──────── THE DATA ────────

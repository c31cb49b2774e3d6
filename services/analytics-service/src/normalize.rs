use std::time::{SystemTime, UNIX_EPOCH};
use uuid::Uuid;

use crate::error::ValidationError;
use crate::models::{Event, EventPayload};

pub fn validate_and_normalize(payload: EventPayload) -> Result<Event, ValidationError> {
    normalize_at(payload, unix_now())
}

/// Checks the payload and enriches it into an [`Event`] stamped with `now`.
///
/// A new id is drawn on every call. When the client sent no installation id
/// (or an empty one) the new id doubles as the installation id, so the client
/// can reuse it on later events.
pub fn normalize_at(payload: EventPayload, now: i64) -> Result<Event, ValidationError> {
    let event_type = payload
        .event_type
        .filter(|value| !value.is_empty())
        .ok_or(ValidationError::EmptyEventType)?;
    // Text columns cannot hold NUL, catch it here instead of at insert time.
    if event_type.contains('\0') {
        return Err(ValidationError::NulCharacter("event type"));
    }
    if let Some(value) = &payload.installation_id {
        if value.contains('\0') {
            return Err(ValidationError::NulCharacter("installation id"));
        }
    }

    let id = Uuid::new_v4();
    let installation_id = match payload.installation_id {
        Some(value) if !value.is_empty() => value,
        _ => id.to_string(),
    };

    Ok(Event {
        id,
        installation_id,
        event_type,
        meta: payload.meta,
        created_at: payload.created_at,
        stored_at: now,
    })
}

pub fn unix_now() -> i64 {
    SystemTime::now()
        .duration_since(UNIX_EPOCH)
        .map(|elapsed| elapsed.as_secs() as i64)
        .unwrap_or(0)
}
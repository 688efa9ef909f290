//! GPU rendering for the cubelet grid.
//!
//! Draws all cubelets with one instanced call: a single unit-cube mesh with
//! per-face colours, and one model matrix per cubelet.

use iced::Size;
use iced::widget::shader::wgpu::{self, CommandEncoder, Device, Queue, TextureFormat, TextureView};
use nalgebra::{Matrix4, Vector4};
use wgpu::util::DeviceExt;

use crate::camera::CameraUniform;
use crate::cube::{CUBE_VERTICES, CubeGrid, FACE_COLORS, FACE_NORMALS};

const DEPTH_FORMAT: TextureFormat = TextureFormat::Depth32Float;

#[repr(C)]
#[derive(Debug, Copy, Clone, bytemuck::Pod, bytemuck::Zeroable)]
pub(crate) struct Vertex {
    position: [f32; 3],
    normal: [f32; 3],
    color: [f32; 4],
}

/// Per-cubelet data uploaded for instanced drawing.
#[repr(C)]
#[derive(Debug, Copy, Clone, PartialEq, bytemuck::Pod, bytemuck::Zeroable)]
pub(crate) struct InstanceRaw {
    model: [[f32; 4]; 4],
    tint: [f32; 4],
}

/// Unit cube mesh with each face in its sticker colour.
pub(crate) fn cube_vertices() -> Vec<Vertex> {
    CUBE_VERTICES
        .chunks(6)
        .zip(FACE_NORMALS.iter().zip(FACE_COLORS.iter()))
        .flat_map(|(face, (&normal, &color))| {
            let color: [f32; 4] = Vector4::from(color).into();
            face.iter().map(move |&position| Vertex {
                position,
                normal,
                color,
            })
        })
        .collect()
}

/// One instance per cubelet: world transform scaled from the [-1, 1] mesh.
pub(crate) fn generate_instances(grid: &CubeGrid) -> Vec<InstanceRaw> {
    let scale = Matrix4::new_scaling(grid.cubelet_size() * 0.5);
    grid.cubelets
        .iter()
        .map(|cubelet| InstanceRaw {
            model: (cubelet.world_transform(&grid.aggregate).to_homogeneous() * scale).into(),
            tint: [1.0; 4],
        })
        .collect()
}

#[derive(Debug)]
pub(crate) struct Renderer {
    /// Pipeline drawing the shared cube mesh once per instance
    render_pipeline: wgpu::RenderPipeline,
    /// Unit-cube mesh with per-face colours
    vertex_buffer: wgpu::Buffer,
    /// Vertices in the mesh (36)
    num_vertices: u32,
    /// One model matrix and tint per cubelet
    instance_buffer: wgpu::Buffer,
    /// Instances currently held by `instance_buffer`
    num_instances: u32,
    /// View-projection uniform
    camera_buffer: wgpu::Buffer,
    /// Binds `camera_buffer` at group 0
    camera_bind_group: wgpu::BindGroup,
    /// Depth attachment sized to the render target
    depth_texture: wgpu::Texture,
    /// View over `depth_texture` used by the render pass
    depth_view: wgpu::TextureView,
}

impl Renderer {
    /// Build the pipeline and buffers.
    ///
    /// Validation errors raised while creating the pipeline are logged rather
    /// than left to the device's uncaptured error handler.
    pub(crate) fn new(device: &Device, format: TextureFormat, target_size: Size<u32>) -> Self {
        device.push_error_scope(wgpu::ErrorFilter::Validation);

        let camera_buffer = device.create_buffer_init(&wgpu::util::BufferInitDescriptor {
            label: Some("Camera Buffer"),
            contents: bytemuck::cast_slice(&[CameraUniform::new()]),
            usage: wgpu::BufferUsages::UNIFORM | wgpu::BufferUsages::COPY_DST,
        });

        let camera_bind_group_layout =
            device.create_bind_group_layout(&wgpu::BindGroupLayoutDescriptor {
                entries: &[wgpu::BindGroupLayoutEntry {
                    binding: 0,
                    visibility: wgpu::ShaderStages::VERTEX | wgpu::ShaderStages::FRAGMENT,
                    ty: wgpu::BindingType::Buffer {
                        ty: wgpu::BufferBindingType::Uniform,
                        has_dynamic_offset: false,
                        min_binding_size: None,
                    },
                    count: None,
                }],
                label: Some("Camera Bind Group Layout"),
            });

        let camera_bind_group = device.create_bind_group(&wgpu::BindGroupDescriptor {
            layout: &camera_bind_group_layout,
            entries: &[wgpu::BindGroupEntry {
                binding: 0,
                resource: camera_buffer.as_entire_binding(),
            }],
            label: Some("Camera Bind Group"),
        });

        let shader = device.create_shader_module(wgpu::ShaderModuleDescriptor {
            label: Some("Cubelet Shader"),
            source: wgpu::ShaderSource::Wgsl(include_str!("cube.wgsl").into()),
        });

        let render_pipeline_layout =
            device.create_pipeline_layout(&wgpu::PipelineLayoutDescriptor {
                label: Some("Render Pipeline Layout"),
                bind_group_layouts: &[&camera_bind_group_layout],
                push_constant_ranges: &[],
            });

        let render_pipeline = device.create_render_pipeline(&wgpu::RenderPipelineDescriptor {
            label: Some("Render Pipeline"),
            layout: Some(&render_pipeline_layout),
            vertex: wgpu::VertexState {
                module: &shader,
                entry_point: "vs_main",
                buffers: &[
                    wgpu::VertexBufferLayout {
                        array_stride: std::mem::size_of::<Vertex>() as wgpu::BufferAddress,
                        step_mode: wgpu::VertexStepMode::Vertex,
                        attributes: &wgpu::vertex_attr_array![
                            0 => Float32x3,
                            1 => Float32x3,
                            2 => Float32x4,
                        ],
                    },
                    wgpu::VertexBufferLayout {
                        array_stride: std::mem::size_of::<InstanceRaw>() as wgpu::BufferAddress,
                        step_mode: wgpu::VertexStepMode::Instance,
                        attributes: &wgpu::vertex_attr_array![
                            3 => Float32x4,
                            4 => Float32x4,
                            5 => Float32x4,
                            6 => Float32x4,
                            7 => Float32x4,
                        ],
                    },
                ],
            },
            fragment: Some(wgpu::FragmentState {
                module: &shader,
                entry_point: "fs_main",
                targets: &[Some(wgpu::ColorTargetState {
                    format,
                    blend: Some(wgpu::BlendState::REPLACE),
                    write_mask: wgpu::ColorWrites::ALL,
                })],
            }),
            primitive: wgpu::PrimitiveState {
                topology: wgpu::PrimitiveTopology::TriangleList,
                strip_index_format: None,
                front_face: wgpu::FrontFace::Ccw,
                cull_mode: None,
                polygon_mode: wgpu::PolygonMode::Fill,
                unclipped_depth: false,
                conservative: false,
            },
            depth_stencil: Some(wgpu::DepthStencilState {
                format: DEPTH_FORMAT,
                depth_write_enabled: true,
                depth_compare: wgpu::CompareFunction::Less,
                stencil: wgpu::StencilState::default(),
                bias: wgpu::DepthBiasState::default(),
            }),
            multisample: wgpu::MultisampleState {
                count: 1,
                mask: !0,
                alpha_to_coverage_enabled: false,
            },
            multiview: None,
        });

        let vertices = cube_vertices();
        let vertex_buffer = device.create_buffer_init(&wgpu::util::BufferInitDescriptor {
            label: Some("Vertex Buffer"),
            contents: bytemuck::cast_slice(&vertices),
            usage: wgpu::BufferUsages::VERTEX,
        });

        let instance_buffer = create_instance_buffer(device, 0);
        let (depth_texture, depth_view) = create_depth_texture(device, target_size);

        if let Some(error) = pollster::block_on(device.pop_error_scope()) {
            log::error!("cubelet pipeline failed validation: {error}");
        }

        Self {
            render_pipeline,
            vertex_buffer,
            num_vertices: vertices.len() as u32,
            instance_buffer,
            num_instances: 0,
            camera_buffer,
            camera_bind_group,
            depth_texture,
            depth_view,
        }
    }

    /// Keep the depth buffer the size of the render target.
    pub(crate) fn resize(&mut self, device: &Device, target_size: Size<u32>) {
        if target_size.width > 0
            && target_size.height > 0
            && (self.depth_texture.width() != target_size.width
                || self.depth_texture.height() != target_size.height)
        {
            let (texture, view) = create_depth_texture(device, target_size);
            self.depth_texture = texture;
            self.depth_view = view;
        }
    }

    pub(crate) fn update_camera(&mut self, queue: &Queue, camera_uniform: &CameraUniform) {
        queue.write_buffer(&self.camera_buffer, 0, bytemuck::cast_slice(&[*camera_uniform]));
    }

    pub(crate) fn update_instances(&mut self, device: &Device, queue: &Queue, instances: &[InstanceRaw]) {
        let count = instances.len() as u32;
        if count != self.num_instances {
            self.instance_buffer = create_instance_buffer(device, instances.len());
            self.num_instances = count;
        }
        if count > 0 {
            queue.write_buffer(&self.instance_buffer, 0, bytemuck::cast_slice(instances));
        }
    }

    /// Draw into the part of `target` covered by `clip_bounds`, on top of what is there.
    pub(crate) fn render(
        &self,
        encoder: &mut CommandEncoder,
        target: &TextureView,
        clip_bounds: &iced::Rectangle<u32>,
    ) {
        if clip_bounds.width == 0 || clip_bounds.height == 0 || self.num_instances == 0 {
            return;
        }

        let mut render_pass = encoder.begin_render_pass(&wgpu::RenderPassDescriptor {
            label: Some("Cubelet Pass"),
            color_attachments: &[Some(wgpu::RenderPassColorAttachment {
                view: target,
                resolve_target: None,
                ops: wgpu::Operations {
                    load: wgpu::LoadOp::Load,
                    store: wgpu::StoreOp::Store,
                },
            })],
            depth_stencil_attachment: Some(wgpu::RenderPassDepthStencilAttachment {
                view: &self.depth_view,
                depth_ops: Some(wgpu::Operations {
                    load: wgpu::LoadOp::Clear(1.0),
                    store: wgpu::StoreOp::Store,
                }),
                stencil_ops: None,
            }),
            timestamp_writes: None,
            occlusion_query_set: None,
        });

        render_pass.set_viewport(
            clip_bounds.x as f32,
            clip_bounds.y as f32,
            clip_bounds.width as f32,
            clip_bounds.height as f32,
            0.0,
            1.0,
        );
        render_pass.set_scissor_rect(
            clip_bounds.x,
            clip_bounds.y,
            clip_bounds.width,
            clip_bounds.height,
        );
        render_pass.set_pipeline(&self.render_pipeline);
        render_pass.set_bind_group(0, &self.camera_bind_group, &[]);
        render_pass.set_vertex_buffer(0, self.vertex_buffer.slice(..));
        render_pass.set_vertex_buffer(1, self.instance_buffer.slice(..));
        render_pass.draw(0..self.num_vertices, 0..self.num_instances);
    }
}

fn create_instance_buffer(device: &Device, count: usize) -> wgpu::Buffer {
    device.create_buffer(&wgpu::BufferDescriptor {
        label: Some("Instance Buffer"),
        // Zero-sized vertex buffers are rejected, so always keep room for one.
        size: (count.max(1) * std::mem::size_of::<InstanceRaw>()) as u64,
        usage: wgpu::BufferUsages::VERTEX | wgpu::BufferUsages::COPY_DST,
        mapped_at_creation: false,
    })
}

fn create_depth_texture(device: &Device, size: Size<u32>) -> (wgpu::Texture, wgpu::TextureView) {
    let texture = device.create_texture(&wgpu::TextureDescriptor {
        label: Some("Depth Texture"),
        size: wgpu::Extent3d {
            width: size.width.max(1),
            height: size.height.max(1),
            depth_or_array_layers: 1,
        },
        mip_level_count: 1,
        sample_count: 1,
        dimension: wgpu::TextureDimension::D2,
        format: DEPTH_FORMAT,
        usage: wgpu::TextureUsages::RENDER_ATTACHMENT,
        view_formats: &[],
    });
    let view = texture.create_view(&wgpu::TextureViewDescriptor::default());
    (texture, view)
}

────────

Please report every line in the entries above that holds the string "LoadOp".

ANSWER AREA »
                    load: wgpu::LoadOp::Load,
                    load: wgpu::LoadOp::Clear(1.0),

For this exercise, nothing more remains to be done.